Смотрю по сторонам. Осматриваю шкаф, окно, занавески. Вроде все осталось то же самое, но что-то изменилось. Я теперь будто вижу все по-другому. И дело не в зрении. Что-то происходит внутри, с головой. Это невозможно объяснить.
Я пытаюсь пошевелиться, но все мышцы тела окаменели. Пытаюсь разлепить слипшиеся губы и выдавить слова. Чувствую, что все мое тело заледенело. Я умерла?
Нет.
– Я живая, слышишь? – шепчу я потолку. – Я живая.
Кто-то скребется в дверь. Нет. Уйдите, уйдите, прошу. Хочу убежать далеко-далеко, чтобы не видеть и не слышать ни одного человека. В дверь входит мама.
– Томочка, ты уже проснулась?
Мне хочется затолкать ей в глотку ее уменьшительно-ласкательные суффиксы. Я ужасаюсь самой себе: откуда вдруг столько агрессии?
– Как спалось?
Дурацкий вопрос.
– Нормально.
– Пойдем завтракать? Я сготовила блинчики.
Смотрю на маму с удивлением. Она сготовила блинчики? Сама?
Мама будто слышит мои мысли. Тихонько смеется.
– Под руководством бабушки, естественно.
Ее смех выходит каким-то нервным. И тогда я понимаю, сколько же они натерпелись со мной. Мама пытается справиться со стрессом, используя «метод мушкетеров» – смех.

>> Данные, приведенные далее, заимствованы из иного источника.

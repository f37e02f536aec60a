//! Configuration loading with environment variable substitution.

use crate::types::AttestorConfig;
use std::env;
use std::path::Path;
use thiserror::Error;
use tracing::debug;

#[derive(Error, Debug)]
pub enum ConfigError {
	#[error("configuration file missing: {0}")]
	FileNotFound(String),

	#[error("configuration is not valid TOML: {0}")]
	ParseError(String),

	#[error("rejected configuration: {0}")]
	ValidationError(String),

	#[error("placeholder references unset environment variable {0}")]
	EnvVarNotFound(String),

	#[error("failed reading configuration: {0}")]
	IoError(#[from] std::io::Error),
}

/// Loads TOML configuration, substitutes `${VAR}` placeholders from the
/// environment, applies prefixed env overrides, and validates the result.
#[derive(Default)]
pub struct ConfigLoader {
	file_path: Option<String>,
	env_prefix: String,
}

impl ConfigLoader {
	pub fn new() -> Self {
		Self {
			file_path: None,
			env_prefix: "ATTESTOR_".to_string(),
		}
	}

	pub fn with_file<P: AsRef<Path>>(mut self, path: P) -> Self {
		self.file_path = Some(path.as_ref().to_string_lossy().to_string());
		self
	}

	pub fn with_env_prefix(mut self, prefix: impl Into<String>) -> Self {
		self.env_prefix = prefix.into();
		self
	}

	pub async fn load(&self) -> Result<AttestorConfig, ConfigError> {
		let mut config = if let Some(file_path) = &self.file_path {
			self.load_from_file(file_path).await?
		} else {
			return Err(ConfigError::FileNotFound(
				"No configuration file specified".to_string(),
			));
		};

		self.apply_env_overrides(&mut config);

		Self::validate_config(&config)?;

		Ok(config)
	}

	async fn load_from_file(&self, file_path: &str) -> Result<AttestorConfig, ConfigError> {
		let content = tokio::fs::read_to_string(file_path).await?;

		let substituted_content = self.substitute_env_vars(&content)?;

		let config: AttestorConfig = toml::from_str(&substituted_content)
			.map_err(|e| ConfigError::ParseError(e.to_string()))?;

		Ok(config)
	}

	fn substitute_env_vars(&self, content: &str) -> Result<String, ConfigError> {
		let mut result = content.to_string();

		let re = regex::Regex::new(r"\$\{([^}]+)\}").expect("static pattern");

		for cap in re.captures_iter(content) {
			let full_match = &cap[0];
			let var_name = &cap[1];

			let env_value = env::var(var_name)
				.map_err(|_| ConfigError::EnvVarNotFound(var_name.to_string()))?;

			result = result.replace(full_match, &env_value);
		}

		Ok(result)
	}

	fn apply_env_overrides(&self, config: &mut AttestorConfig) {
		if let Ok(url) = env::var(format!("{}VERIFIER_URL", self.env_prefix)) {
			debug!("Overriding verifier URL from environment");
			config.verifier.url = url;
		}

		if let Ok(key) = env::var(format!("{}API_KEY", self.env_prefix)) {
			debug!("Overriding verifier API key from environment");
			config.verifier.api_key = key;
		}

		if let Ok(url) = env::var(format!("{}SUBMISSION_URL", self.env_prefix)) {
			debug!("Overriding submission URL from environment");
			config.submission.url = url;
		}

		if let Ok(url) = env::var(format!("{}DA_LAYER_URL", self.env_prefix)) {
			debug!("Overriding data-availability URL from environment");
			config.da_layer.url = url;
		}
	}

	fn validate_config(config: &AttestorConfig) -> Result<(), ConfigError> {
		for (name, url) in [
			("verifier.url", &config.verifier.url),
			("submission.url", &config.submission.url),
			("da_layer.url", &config.da_layer.url),
		] {
			if !url.starts_with("http://") && !url.starts_with("https://") {
				return Err(ConfigError::ValidationError(format!(
					"{} must start with http:// or https://",
					name
				)));
			}
		}

		if config.verifier.api_key.is_empty() {
			return Err(ConfigError::ValidationError(
				"verifier.api_key must not be empty".to_string(),
			));
		}

		if config.retry.max_attempts < 1 {
			return Err(ConfigError::ValidationError(
				"retry.max_attempts must be at least 1".to_string(),
			));
		}

		if let Some(multiplier) = config.retry.backoff_multiplier {
			// Rejects NaN as well; contains is false for it.
			if !(1.0..=100.0).contains(&multiplier) {
				return Err(ConfigError::ValidationError(
					"retry.backoff_multiplier must be between 1.0 and 100.0".to_string(),
				));
			}
		}

		Ok(())
	}
}

#[cfg(test)]
mod tests {
	use super::*;
	use std::io::Write;

	const VALID_TOML: &str = r#"
deadline_secs = 120

[verifier]
url = "https://verifier.example/"
api_key = "test-key"

[submission]
url = "https://submission.example/"

[da_layer]
url = "https://da.example/"

[retry]
max_attempts = 4
delay_ms = 500
backoff_multiplier = 2.0
"#;

	#[tokio::test]
	async fn test_load_from_file() {
		let mut file = tempfile::NamedTempFile::new().unwrap();
		file.write_all(VALID_TOML.as_bytes()).unwrap();

		let config = ConfigLoader::new()
			.with_file(file.path())
			.load()
			.await
			.unwrap();

		assert_eq!(config.verifier.api_key, "test-key");
		assert_eq!(config.retry.max_attempts, 4);
		assert_eq!(config.retry.backoff_multiplier, Some(2.0));
		assert_eq!(config.deadline_secs, Some(120));
	}

	#[tokio::test]
	async fn test_env_substitution() {
		env::set_var("ATTESTOR_TEST_SUBST_KEY", "secret-from-env");

		let toml = r#"
[verifier]
url = "https://verifier.example/"
api_key = "${ATTESTOR_TEST_SUBST_KEY}"

[submission]
url = "https://submission.example/"

[da_layer]
url = "https://da.example/"
"#;
		let mut file = tempfile::NamedTempFile::new().unwrap();
		file.write_all(toml.as_bytes()).unwrap();

		let config = ConfigLoader::new()
			.with_file(file.path())
			.load()
			.await
			.unwrap();
		assert_eq!(config.verifier.api_key, "secret-from-env");
	}

	#[tokio::test]
	async fn test_missing_env_var_is_an_error() {
		let toml = r#"
[verifier]
url = "https://verifier.example/"
api_key = "${ATTESTOR_TEST_DEFINITELY_UNSET}"

[submission]
url = "https://submission.example/"

[da_layer]
url = "https://da.example/"
"#;
		let mut file = tempfile::NamedTempFile::new().unwrap();
		file.write_all(toml.as_bytes()).unwrap();

		let err = ConfigLoader::new()
			.with_file(file.path())
			.load()
			.await
			.unwrap_err();
		assert!(matches!(err, ConfigError::EnvVarNotFound(_)));
	}

	#[tokio::test]
	async fn test_validation_rejects_zero_attempts() {
		let toml = r#"
[verifier]
url = "https://verifier.example/"
api_key = "k"

[submission]
url = "https://submission.example/"

[da_layer]
url = "https://da.example/"

[retry]
max_attempts = 0
delay_ms = 500
"#;
		let mut file = tempfile::NamedTempFile::new().unwrap();
		file.write_all(toml.as_bytes()).unwrap();

		let err = ConfigLoader::new()
			.with_file(file.path())
			.load()
			.await
			.unwrap_err();
		assert!(err.to_string().contains("max_attempts"));
	}

	#[tokio::test]
	async fn test_validation_rejects_runaway_multiplier() {
		let toml = r#"
[verifier]
url = "https://verifier.example/"
api_key = "k"

[submission]
url = "https://submission.example/"

[da_layer]
url = "https://da.example/"

[retry]
max_attempts = 4
delay_ms = 500
backoff_multiplier = 1e300
"#;
		let mut file = tempfile::NamedTempFile::new().unwrap();
		file.write_all(toml.as_bytes()).unwrap();

		let err = ConfigLoader::new()
			.with_file(file.path())
			.load()
			.await
			.unwrap_err();
		assert!(err.to_string().contains("backoff_multiplier"));
	}

	#[tokio::test]
	async fn test_validation_rejects_bad_url() {
		let toml = r#"
[verifier]
url = "ftp://verifier.example/"
api_key = "k"

[submission]
url = "https://submission.example/"

[da_layer]
url = "https://da.example/"
"#;
		let mut file = tempfile::NamedTempFile::new().unwrap();
		file.write_all(toml.as_bytes()).unwrap();

		let err = ConfigLoader::new()
			.with_file(file.path())
			.load()
			.await
			.unwrap_err();
		assert!(err.to_string().contains("verifier.url"));
	}

	#[test]
	fn test_defaults_fill_feeds_and_retry() {
		let config: AttestorConfig = toml::from_str(
			r#"
[verifier]
url = "https://verifier.example/"
api_key = "k"

[submission]
url = "https://submission.example/"

[da_layer]
url = "https://da.example/"
"#,
		)
		.unwrap();

		assert_eq!(config.retry.max_attempts, 10);
		assert!(config.feeds.price.url.contains("coingecko"));
		assert_eq!(config.feeds.inventory.layout().fields.len(), 2);
	}
}
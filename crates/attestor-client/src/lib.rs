pub mod client;
pub mod submission;

pub use client::{AttestationClient, AttestationOutcome, RequestSpec};
pub use submission::{HttpSubmission, SubmissionInterface};
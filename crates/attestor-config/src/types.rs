//! Configuration types for the attestor.
//!
//! All endpoints, keys, and retry settings are explicit configuration
//! passed into client construction; nothing reads process environment at
//! call sites.

use attestor_types::{LayoutField, TargetLayout};
use serde::{Deserialize, Serialize};
use std::time::Duration;

/// Top-level attestor configuration.
#[derive(Debug, Clone, Serialize, Deserialize, Default)]
pub struct AttestorConfig {
	pub verifier: VerifierConfig,
	pub submission: SubmissionConfig,
	pub da_layer: DaLayerConfig,
	#[serde(default)]
	pub retry: RetryConfig,
	/// Overall deadline for one lifecycle run, in seconds. Absent means
	/// no deadline beyond the retry budget.
	#[serde(default)]
	pub deadline_secs: Option<u64>,
	#[serde(default)]
	pub feeds: FeedsConfig,
}

/// Verifier service endpoint and credentials.
#[derive(Debug, Clone, Serialize, Deserialize, Default)]
pub struct VerifierConfig {
	pub url: String,
	pub api_key: String,
}

/// Consensus network submission endpoint.
#[derive(Debug, Clone, Serialize, Deserialize, Default)]
pub struct SubmissionConfig {
	pub url: String,
}

/// Data-availability layer endpoint.
#[derive(Debug, Clone, Serialize, Deserialize, Default)]
pub struct DaLayerConfig {
	pub url: String,
}

/// Bounded retry settings for round-proof polling.
#[derive(Debug, Clone, Serialize, Deserialize)]
pub struct RetryConfig {
	/// Maximum number of data-availability queries per retrieval.
	pub max_attempts: u32,
	/// Delay between attempts, in milliseconds.
	pub delay_ms: u64,
	/// Optional exponential backoff factor applied per attempt; absent
	/// means a fixed delay.
	#[serde(default)]
	pub backoff_multiplier: Option<f64>,
}

impl RetryConfig {
	pub fn delay(&self) -> Duration {
		Duration::from_millis(self.delay_ms)
	}
}

impl Default for RetryConfig {
	fn default() -> Self {
		// Voting rounds finalize on a cadence of tens of seconds.
		Self {
			max_attempts: 10,
			delay_ms: 20_000,
			backoff_multiplier: None,
		}
	}
}

/// Request presets for the shipped feeds.
#[derive(Debug, Clone, Serialize, Deserialize, Default)]
pub struct FeedsConfig {
	#[serde(default)]
	pub price: PriceFeedConfig,
	#[serde(default)]
	pub inventory: InventoryFeedConfig,
}

/// Spot price feed preset.
#[derive(Debug, Clone, Serialize, Deserialize)]
pub struct PriceFeedConfig {
	pub url: String,
	pub post_process_jq: String,
}

impl Default for PriceFeedConfig {
	fn default() -> Self {
		Self {
			url: "https://api.coingecko.com/api/v3/simple/price?ids=flare&vs_currencies=usd"
				.to_string(),
			post_process_jq: "{price: .flare.usd}".to_string(),
		}
	}
}

impl PriceFeedConfig {
	pub fn layout(&self) -> TargetLayout {
		TargetLayout::new(vec![LayoutField::uint256("price")])
	}
}

/// Supplier inventory feed preset.
#[derive(Debug, Clone, Serialize, Deserialize)]
pub struct InventoryFeedConfig {
	pub url: String,
	pub post_process_jq: String,
}

impl Default for InventoryFeedConfig {
	fn default() -> Self {
		Self {
			url: "https://example.com/supplier/inventory".to_string(),
			post_process_jq: "{quantity: .stock, origin: .location}".to_string(),
		}
	}
}

impl InventoryFeedConfig {
	pub fn layout(&self) -> TargetLayout {
		TargetLayout::new(vec![
			LayoutField::uint256("quantity"),
			LayoutField::string("origin"),
		])
	}
}
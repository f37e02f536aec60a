//! Error types for the attestation lifecycle.

use thiserror::Error;

pub type Result<T> = std::result::Result<T, AttestationError>;

/// Terminal outcome of a failed lifecycle stage.
///
/// Every stage fails fast with exactly one of these; nothing downstream
/// translates or swallows an upstream error. Only the proof retriever
/// retries internally, and only for conditions it classifies as retryable.
#[derive(Error, Debug)]
pub enum AttestationError {
	#[error("Invalid request spec: {0}")]
	InvalidRequestSpec(String),

	#[error("Verifier rejected the request: {0}")]
	VerifierRejected(String),

	#[error("Verifier unavailable: {0}")]
	VerifierUnavailable(String),

	#[error("Submission rejected: {0}")]
	SubmissionRejected(String),

	#[error("Submission unavailable: {0}")]
	SubmissionUnavailable(String),

	#[error("Proof retrieval timed out for round {round} after {attempts} attempts")]
	ProofRetrievalTimedOut { round: u64, attempts: u32 },

	#[error("Proof retrieval rejected for round {round}: {reason}")]
	ProofRetrievalRejected { round: u64, reason: String },

	#[error("Decode error: {0}")]
	DecodeError(String),

	#[error("Attestation cancelled")]
	Cancelled,
}

impl AttestationError {
	/// Whether the caller can reasonably run the whole lifecycle again later.
	pub fn is_retryable(&self) -> bool {
		matches!(
			self,
			AttestationError::VerifierUnavailable(_)
				| AttestationError::SubmissionUnavailable(_)
				| AttestationError::ProofRetrievalTimedOut { .. }
		)
	}
}

#[cfg(test)]
mod tests {
	use super::*;

	#[test]
	fn test_retryable_classification() {
		assert!(AttestationError::VerifierUnavailable("down".into()).is_retryable());
		assert!(AttestationError::ProofRetrievalTimedOut {
			round: 1,
			attempts: 3
		}
		.is_retryable());

		assert!(!AttestationError::InvalidRequestSpec("empty url".into()).is_retryable());
		assert!(!AttestationError::VerifierRejected("bad jq".into()).is_retryable());
		assert!(!AttestationError::Cancelled.is_retryable());
	}

	#[test]
	fn test_timeout_message_carries_attempt_count() {
		let err = AttestationError::ProofRetrievalTimedOut {
			round: 42,
			attempts: 10,
		};
		let rendered = err.to_string();
		assert!(rendered.contains("42"));
		assert!(rendered.contains("10 attempts"));
	}
}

Я складываю губы в подобие улыбки, чтобы успокоить маму и показать, что со мной все хорошо.
Сижу на кухне и пытаюсь проглотить каменный блинчик. Мама с бабушкой сидят напротив и наблюдают за мной. Чувствую себя не очень-то уютно.
– Вкусно? – спрашивает мама.
– Да, очень, – проглатываю я твердый комок, который неприятно царапает горло. Бабушка дала маме излишнюю самостоятельность в процессе готовки.
Они не говорят о том, что случилось. А я сижу как на иголках, в неприятном ожидании. Когда же они начнут меня пилить? Но этого так и не происходит. Я думаю о том, как они обсуждали это между собой. И наверняка сказали в полицию. И как мне придется туда тащиться и все объяснять стражам порядка. А они быстро раскроют мое вранье…
А выдавать Стаса Шутова я не собираюсь.
Стас Шутов.
Я замечаю вдалеке, на вешалке, знакомый пиджак.
В кровь выбрасывается адреналин. Сердце бешено стучит, а легкие с удвоенной силой качают воздух. Я шумно втягиваю его. Меня захлестывает волна ненависти и отвращения.
То, что сделал он… Этого не может сделать человек. Монстр. Чудовище. ОНО. ОНО еще там, на свободе. Безнаказанно расхаживает по улице и думает, что ему все сходит с рук. Я не допущу этого. ОНО заслуживает смерти.
У меня внутри будто копошится клубок из ядовитых змей. Это чувство новое для меня.